Nicholas Shaxson commente : « Il est largement admis que le plan a fonctionné en compensant les déficits béants des pays européens. l'aide était inférieure à l'argent circulant dans l'autre sens. [118] Les capitaux spéculatifs européens ont gonflé le dollar américain, au détriment des exportateurs américains.

L'argent du plan Marshall était sous la forme de subventions du Trésor américain qui n'avaient pas à être remboursées. [ citation requise ] L'Organisation européenne de coopération économique a joué le rôle principal dans l'allocation des fonds, et l'OECE a organisé le transfert des marchandises. Le fournisseur américain a été payé en dollars, qui ont été crédités sur les fonds appropriés du programme européen de relance. Cependant, le destinataire européen n'a pas reçu les marchandises en cadeau mais a dû les payer (généralement à crédit) en monnaie locale. Ces paiements ont été conservés par le gouvernement européen impliqué dans un fonds de contrepartie. Cet argent de contrepartie, à son tour, pourrait être utilisé par le gouvernement pour d'autres projets d'investissement. Cinq pour cent de l'argent de contrepartie ont été versés aux États-Unis pour couvrir les coûts administratifs de l'ERP. [119] En plus des subventions de l'ERP, l'Export-Import Bank (une agence du gouvernement des États-Unis) a dans le même temps accordé des prêts à long terme à faible taux d'intérêt pour financer des achats importants aux États-Unis, qui ont tous été remboursés.

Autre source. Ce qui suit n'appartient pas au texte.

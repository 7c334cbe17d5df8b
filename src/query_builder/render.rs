use std::borrow::Cow;
use std::fmt::Write;

use super::{JoinKind, StatementBuilder, StatementKind};

/// Double every single quote so the value can sit inside a SQL string literal.
#[must_use]
pub fn escape_literal(value: &str) -> Cow<'_, str> {
    if value.contains('\'') {
        Cow::Owned(value.replace('\'', "''"))
    } else {
        Cow::Borrowed(value)
    }
}

impl StatementBuilder {
    /// Render the accumulated calls as SQL text.
    ///
    /// Pure: rendering twice yields the same string. A builder with neither a
    /// table nor raw text renders as an empty string.
    #[must_use]
    pub fn render(&self) -> String {
        if self.kind == StatementKind::Raw {
            return self.raw.clone();
        }
        if self.table.is_empty() {
            return String::new();
        }

        let mut sql = String::with_capacity(64);
        match self.kind {
            StatementKind::Select => self.render_select(&mut sql),
            StatementKind::Insert => self.render_insert(&mut sql),
            StatementKind::Update => {
                self.render_update(&mut sql);
                self.render_predicates(&mut sql);
            }
            StatementKind::Delete => {
                let _ = write!(sql, "DELETE FROM {}", self.table);
                self.render_predicates(&mut sql);
            }
            StatementKind::Raw => sql.push_str(&self.raw),
        }
        sql
    }

    fn render_select(&self, sql: &mut String) {
        sql.push_str("SELECT ");
        if self.selects.is_empty() {
            sql.push('*');
        } else {
            sql.push_str(&self.selects.join(", "));
        }
        let _ = write!(sql, " FROM {}", self.table);

        for join in &self.joins {
            let keyword = match join.kind {
                JoinKind::Inner => "JOIN",
                JoinKind::Left => "LEFT JOIN",
            };
            let _ = write!(
                sql,
                " {keyword} {} ON {} = {}",
                join.table, join.left, join.right
            );
        }

        self.render_predicates(sql);

        if let Some(order) = &self.order_by {
            let _ = write!(sql, " ORDER BY {order}");
        }
        if let Some(limit) = self.limit {
            let _ = write!(sql, " LIMIT {limit}");
        }
        if let Some(offset) = self.offset {
            let _ = write!(sql, " OFFSET {offset}");
        }
    }

    fn render_insert(&self, sql: &mut String) {
        let columns: Vec<&str> = self.insert_pairs.iter().map(|(c, _)| c.as_str()).collect();
        let values: Vec<String> = self
            .insert_pairs
            .iter()
            .map(|(_, v)| format!("'{}'", escape_literal(v)))
            .collect();
        let _ = write!(
            sql,
            "INSERT INTO {} ({}) VALUES ({})",
            self.table,
            columns.join(", "),
            values.join(", ")
        );
    }

    fn render_update(&self, sql: &mut String) {
        let assignments: Vec<String> = self
            .update_pairs
            .iter()
            .map(|(c, v)| format!("{c}='{}'", escape_literal(v)))
            .collect();
        let _ = write!(sql, "UPDATE {} SET {}", self.table, assignments.join(", "));
    }

    fn render_predicates(&self, sql: &mut String) {
        if !self.predicates.is_empty() {
            let _ = write!(sql, " WHERE {}", self.predicates.join(" AND "));
        }
    }
}

#[cfg(test)]
mod tests {
    use super::*;

    #[test]
    fn escape_only_allocates_when_needed() {
        assert!(matches!(escape_literal("plain"), Cow::Borrowed("plain")));
        assert_eq!(escape_literal("O'Brien"), "O''Brien");
        assert_eq!(escape_literal("''"), "''''");
    }

    #[test]
    fn select_with_joins_renders_in_clause_order() {
        let sql = StatementBuilder::new()
            .table("users u")
            .select("u.id")
            .select("o.total")
            .join("orders o", "u.id", "o.user_id")
            .left_join("roles r", "u.role_id", "r.id")
            .where_clause("u.active = true")
            .order_by("o.total DESC")
            .limit(10)
            .offset(20)
            .render();
        assert_eq!(
            sql,
            "SELECT u.id, o.total FROM users u JOIN orders o ON u.id = o.user_id \
             LEFT JOIN roles r ON u.role_id = r.id WHERE u.active = true \
             ORDER BY o.total DESC LIMIT 10 OFFSET 20"
        );
    }

    #[test]
    fn empty_builder_renders_empty_string() {
        assert_eq!(StatementBuilder::new().render(), "");
    }

    #[test]
    fn table_only_selects_star() {
        assert_eq!(
            StatementBuilder::new().table("posts").render(),
            "SELECT * FROM posts"
        );
    }

    #[test]
    fn delete_without_predicates() {
        assert_eq!(
            StatementBuilder::new().remove("sessions").render(),
            "DELETE FROM sessions"
        );
    }
}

Dans le cas de l'Allemagne, il y avait aussi 16 milliards de marks de dettes des années 1920 qui avaient fait défaut dans les années 1930, mais que l'Allemagne a décidé de rembourser pour restaurer sa réputation. Cet argent était dû au gouvernement et aux banques privées aux États-Unis, en France et en Grande-Bretagne. 16 milliards de marks supplémentaires représentaient les prêts d'après-guerre des États-Unis. En vertu de l'Accord sur les dettes de Londres de 1953, le montant remboursable a été réduit de 50% à environ 15 milliards de marks et étalé sur 30 ans, et par rapport à l'économie allemande à croissance rapide, il n'a eu qu'un impact mineur. [120]

De grandes parties du monde dévastées par la Seconde Guerre mondiale n'ont pas bénéficié du plan Marshall. La seule grande nation d'Europe occidentale exclue était l'Espagne de Francisco Franco, qui était très impopulaire à Washington. Avec l'escalade de la guerre froide, les États-Unis ont reconsidéré leur position et, en 1951, ont adopté l'Espagne comme alliée, encouragés par les politiques anticommunistes agressives de Franco. Au cours de la décennie suivante, une quantité considérable d'aide américaine ira à l'Espagne, mais moins que ses voisins n'avaient reçu sous le plan Marshall. [121]

L'Union soviétique avait été aussi gravement touchée que n'importe quelle partie du monde par la guerre. Les Soviétiques ont imposé d'importants paiements de réparations aux alliés de l'Axe qui se trouvaient dans sa sphère d'influence. L'Autriche, la Finlande, la Hongrie, la Roumanie et surtout l'Allemagne de l'Est ont été obligées de payer des sommes considérables et d'expédier de grandes quantités de fournitures à l'URSS. Ces paiements de réparation signifiaient que l'Union soviétique elle-même a reçu à peu près le même montant que 16 pays européens ont reçu au total de l'aide du plan Marshall. [122]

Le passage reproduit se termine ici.